§ Data records:
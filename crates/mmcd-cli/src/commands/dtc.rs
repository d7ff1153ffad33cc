//! DTC command - read and erase fault codes

use anyhow::{Context, Result};
use mmcd_core::{DtcReport, SensorTable, DTC_TABLE};
use mmcd_ecu::{EcuConfig, Session};
use std::sync::Arc;

use crate::output::{DtcRow, OutputContext};

/// Print active and stored faults, optionally erasing them
pub async fn dtc(
    config: &EcuConfig,
    table: Arc<SensorTable>,
    erase: bool,
    ctx: &OutputContext,
) -> Result<()> {
    let session = Session::connect(config, table).await?;
    let result = run(&session, erase, ctx).await;
    session.close().await?;
    result
}

async fn run(session: &Session, erase: bool, ctx: &OutputContext) -> Result<()> {
    let ecu = session.ecu().context("Session has no ECU")?;

    let report = ecu.read_dtcs().await.context("Failed to read fault codes")?;
    print_report(&report, ctx);

    if !erase {
        return Ok(());
    }
    if report.is_clear() {
        ctx.info("Nothing to erase");
        return Ok(());
    }
    if !ctx.confirm("Erase all stored fault codes? The engine must be off.")? {
        ctx.warn("Erase cancelled");
        return Ok(());
    }

    ecu.erase_dtcs().await.context("Failed to erase fault codes")?;
    ctx.success("Fault codes erased");

    let after = ecu.read_dtcs().await.context("Failed to re-read fault codes")?;
    print_report(&after, ctx);
    Ok(())
}

fn print_report(report: &DtcReport, ctx: &OutputContext) {
    if report.is_clear() {
        ctx.success("No fault codes");
        return;
    }
    ctx.print(&rows(report));
}

fn rows(report: &DtcReport) -> Vec<DtcRow> {
    let flag = |set: bool| if set { "Yes" } else { "No" }.to_string();
    DTC_TABLE
        .iter()
        .filter_map(|entry| {
            let active = report.active.contains(entry);
            let stored = report.stored.contains(entry);
            (active || stored).then(|| DtcRow {
                code: entry.code.to_string(),
                description: entry.description.to_string(),
                active: flag(active),
                stored: flag(stored),
            })
        })
        .collect()
}

#[cfg(test)]
mod tests {
    use super::*;
    use pretty_assertions::assert_eq;

    #[test]
    fn test_rows_merge_active_and_stored() {
        let report = DtcReport::from_bitmaps(0b0001, 0b1001);
        let rows = rows(&report);
        assert_eq!(rows.len(), 2);
        assert_eq!(rows[0].code, "11");
        assert_eq!(rows[0].active, "Yes");
        assert_eq!(rows[0].stored, "Yes");
        assert_eq!(rows[1].code, "14");
        assert_eq!(rows[1].active, "No");
    }

    #[test]
    fn test_clear_report_has_no_rows() {
        assert!(rows(&DtcReport::from_bitmaps(0, 0)).is_empty());
    }
}
//! Native `.mmcd` binary log
//!
//! Little-endian layout:
//!
//! ```text
//! header (16 bytes)
//!   [0..4)   magic "MMCD"
//!   [4]      version
//!   [5]      unit system tag
//!   [6..8)   u16 number of logged slot indices
//!   [8..12)  u32 sample count, 0 until the writer is finished
//!   [12..16) reserved
//! index table, one byte per logged slot
//! records (48 bytes each)
//!   [0..8)   i64 nanoseconds since the Unix epoch
//!   [8..12)  u32 presence mask
//!   [12..16) reserved
//!   [16..48) raw sensor bytes
//! ```
//!
//! The header count is only reliable once the writer has been finished, so
//! readers count records themselves.

use std::fs::File;
use std::io::{BufReader, BufWriter, ErrorKind, Read, Seek, SeekFrom, Write};
use std::path::Path;

use bytes::{Buf, BufMut, BytesMut};
use chrono::{TimeZone, Utc};
use mmcd_core::{Sample, UnitSystem, MAX_SENSORS};
use serde::Serialize;
use tracing::{debug, info};

use crate::error::{CodecError, CodecResult};

pub const NATIVE_MAGIC: &[u8; 4] = b"MMCD";
pub const NATIVE_VERSION: u8 = 1;
pub const HEADER_SIZE: usize = 16;
pub const RECORD_SIZE: usize = 48;
/// Offset of the sample count rewritten on finish
const COUNT_OFFSET: u64 = 8;

/// Decoded native log header
#[derive(Debug, Clone, PartialEq, Eq, Serialize)]
pub struct NativeHeader {
    pub version: u8,
    pub units: UnitSystem,
    /// Logged slots, in column order
    pub indices: Vec<usize>,
    /// Count stored in the header (0 when the writer was not finished)
    pub declared_count: u32,
}

/// Appends samples to a native log
///
/// The header and index table are written on creation; [`finish`] patches
/// the sample count. A writer dropped without `finish` leaves a valid log
/// whose header count is 0.
///
/// [`finish`]: NativeWriter::finish
pub struct NativeWriter<W: Write + Seek> {
    inner: W,
    count: u32,
}

impl NativeWriter<BufWriter<File>> {
    /// Create (or truncate) a log file
    pub fn create(path: impl AsRef<Path>, indices: &[usize], units: UnitSystem) -> CodecResult<Self> {
        let path = path.as_ref();
        let file = File::create(path)?;
        let writer = Self::new(BufWriter::new(file), indices, units)?;
        info!(path = %path.display(), sensors = indices.len(), "Native log created");
        Ok(writer)
    }
}

impl<W: Write + Seek> NativeWriter<W> {
    /// Write the header and index table to `inner`
    pub fn new(mut inner: W, indices: &[usize], units: UnitSystem) -> CodecResult<Self> {
        let index_count =
            u16::try_from(indices.len()).map_err(|_| CodecError::TooManyIndices(indices.len()))?;
        if let Some(&bad) = indices.iter().find(|&&idx| idx >= MAX_SENSORS) {
            return Err(CodecError::InvalidIndex(bad));
        }

        let mut buf = BytesMut::with_capacity(HEADER_SIZE + indices.len());
        buf.put_slice(NATIVE_MAGIC);
        buf.put_u8(NATIVE_VERSION);
        buf.put_u8(units.to_tag());
        buf.put_u16_le(index_count);
        buf.put_u32_le(0);
        buf.put_bytes(0, 4);
        for &idx in indices {
            buf.put_u8(idx as u8);
        }
        inner.write_all(&buf)?;

        Ok(Self { inner, count: 0 })
    }

    /// Append one record
    pub fn write_sample(&mut self, sample: &Sample) -> CodecResult<()> {
        let nanos = sample
            .time()
            .timestamp_nanos_opt()
            .ok_or(CodecError::TimestampOutOfRange)?;

        let mut buf = BytesMut::with_capacity(RECORD_SIZE);
        buf.put_i64_le(nanos);
        buf.put_u32_le(sample.present_mask());
        buf.put_bytes(0, 4);
        buf.put_slice(sample.raw_bytes());
        self.inner.write_all(&buf)?;

        self.count += 1;
        Ok(())
    }

    /// Records written so far
    pub fn count(&self) -> u32 {
        self.count
    }

    /// Patch the header count, flush, and hand back the inner writer
    pub fn finish(mut self) -> CodecResult<W> {
        let end = self.inner.stream_position()?;
        self.inner.seek(SeekFrom::Start(COUNT_OFFSET))?;
        self.inner.write_all(&self.count.to_le_bytes())?;
        self.inner.seek(SeekFrom::Start(end))?;
        self.inner.flush()?;
        debug!(samples = self.count, "Native log finished");
        Ok(self.inner)
    }
}

/// Streaming reader over a native log
pub struct NativeReader<R: Read> {
    header: NativeHeader,
    inner: R,
    done: bool,
}

impl NativeReader<BufReader<File>> {
    pub fn open(path: impl AsRef<Path>) -> CodecResult<Self> {
        Self::new(BufReader::new(File::open(path)?))
    }
}

impl<R: Read> NativeReader<R> {
    /// Read and validate the header and index table
    pub fn new(mut inner: R) -> CodecResult<Self> {
        let mut header = [0u8; HEADER_SIZE];
        let got = read_up_to(&mut inner, &mut header)?;
        if got >= NATIVE_MAGIC.len() && &header[..4] != NATIVE_MAGIC {
            let mut found = [0u8; 4];
            found.copy_from_slice(&header[..4]);
            return Err(CodecError::BadMagic { found });
        }
        if got < HEADER_SIZE {
            return Err(CodecError::Truncated {
                section: "header",
                expected: HEADER_SIZE,
                got,
            });
        }

        let mut buf = &header[4..];
        let version = buf.get_u8();
        let units = UnitSystem::from_tag(buf.get_u8());
        let index_count = usize::from(buf.get_u16_le());
        let declared_count = buf.get_u32_le();

        let mut table = vec![0u8; index_count];
        let got = read_up_to(&mut inner, &mut table)?;
        if got < index_count {
            return Err(CodecError::Truncated {
                section: "index table",
                expected: index_count,
                got,
            });
        }

        Ok(Self {
            header: NativeHeader {
                version,
                units,
                indices: table.into_iter().map(usize::from).collect(),
                declared_count,
            },
            inner,
            done: false,
        })
    }

    pub fn header(&self) -> &NativeHeader {
        &self.header
    }

    /// Next record, or `None` at end of file
    ///
    /// A trailing partial record (interrupted write) is treated as end of
    /// file.
    pub fn next_sample(&mut self) -> CodecResult<Option<Sample>> {
        if self.done {
            return Ok(None);
        }
        let mut record = [0u8; RECORD_SIZE];
        let got = read_up_to(&mut self.inner, &mut record)?;
        if got < RECORD_SIZE {
            if got > 0 {
                debug!(bytes = got, "Ignoring partial trailing record");
            }
            self.done = true;
            return Ok(None);
        }

        let mut buf = &record[..];
        let nanos = buf.get_i64_le();
        let present = buf.get_u32_le();
        buf.advance(4);
        let mut raw = [0u8; MAX_SENSORS];
        buf.copy_to_slice(&mut raw);

        Ok(Some(Sample::from_parts(Utc.timestamp_nanos(nanos), present, raw)))
    }
}

impl<R: Read> Iterator for NativeReader<R> {
    type Item = CodecResult<Sample>;

    fn next(&mut self) -> Option<Self::Item> {
        match self.next_sample() {
            Ok(Some(sample)) => Some(Ok(sample)),
            Ok(None) => None,
            Err(e) => {
                self.done = true;
                Some(Err(e))
            }
        }
    }
}

/// A native log read fully into memory
#[derive(Debug, Clone)]
pub struct NativeLog {
    pub header: NativeHeader,
    pub samples: Vec<Sample>,
}

impl NativeLog {
    pub fn open(path: impl AsRef<Path>) -> CodecResult<Self> {
        Self::read_from(BufReader::new(File::open(path)?))
    }

    pub fn read_from<R: Read>(reader: R) -> CodecResult<Self> {
        let mut reader = NativeReader::new(reader)?;
        let mut samples = Vec::with_capacity(reader.header().declared_count as usize);
        while let Some(sample) = reader.next_sample()? {
            samples.push(sample);
        }
        Ok(Self {
            header: reader.header,
            samples,
        })
    }

    pub fn units(&self) -> UnitSystem {
        self.header.units
    }

    pub fn indices(&self) -> &[usize] {
        &self.header.indices
    }
}

/// Fill `buf` as far as the reader allows; returns bytes read
fn read_up_to<R: Read>(reader: &mut R, buf: &mut [u8]) -> std::io::Result<usize> {
    let mut total = 0;
    while total < buf.len() {
        match reader.read(&mut buf[total..]) {
            Ok(0) => break,
            Ok(n) => total += n,
            Err(e) if e.kind() == ErrorKind::Interrupted => continue,
            Err(e) => return Err(e),
        }
    }
    Ok(total)
}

§ Task objective: Read the listing above, then copy every line that includes the string "NativeReader".

§ Written answer:
pub struct NativeReader<R: Read> {
impl NativeReader<BufReader<File>> {
impl<R: Read> NativeReader<R> {
impl<R: Read> Iterator for NativeReader<R> {
        let mut reader = NativeReader::new(reader)?;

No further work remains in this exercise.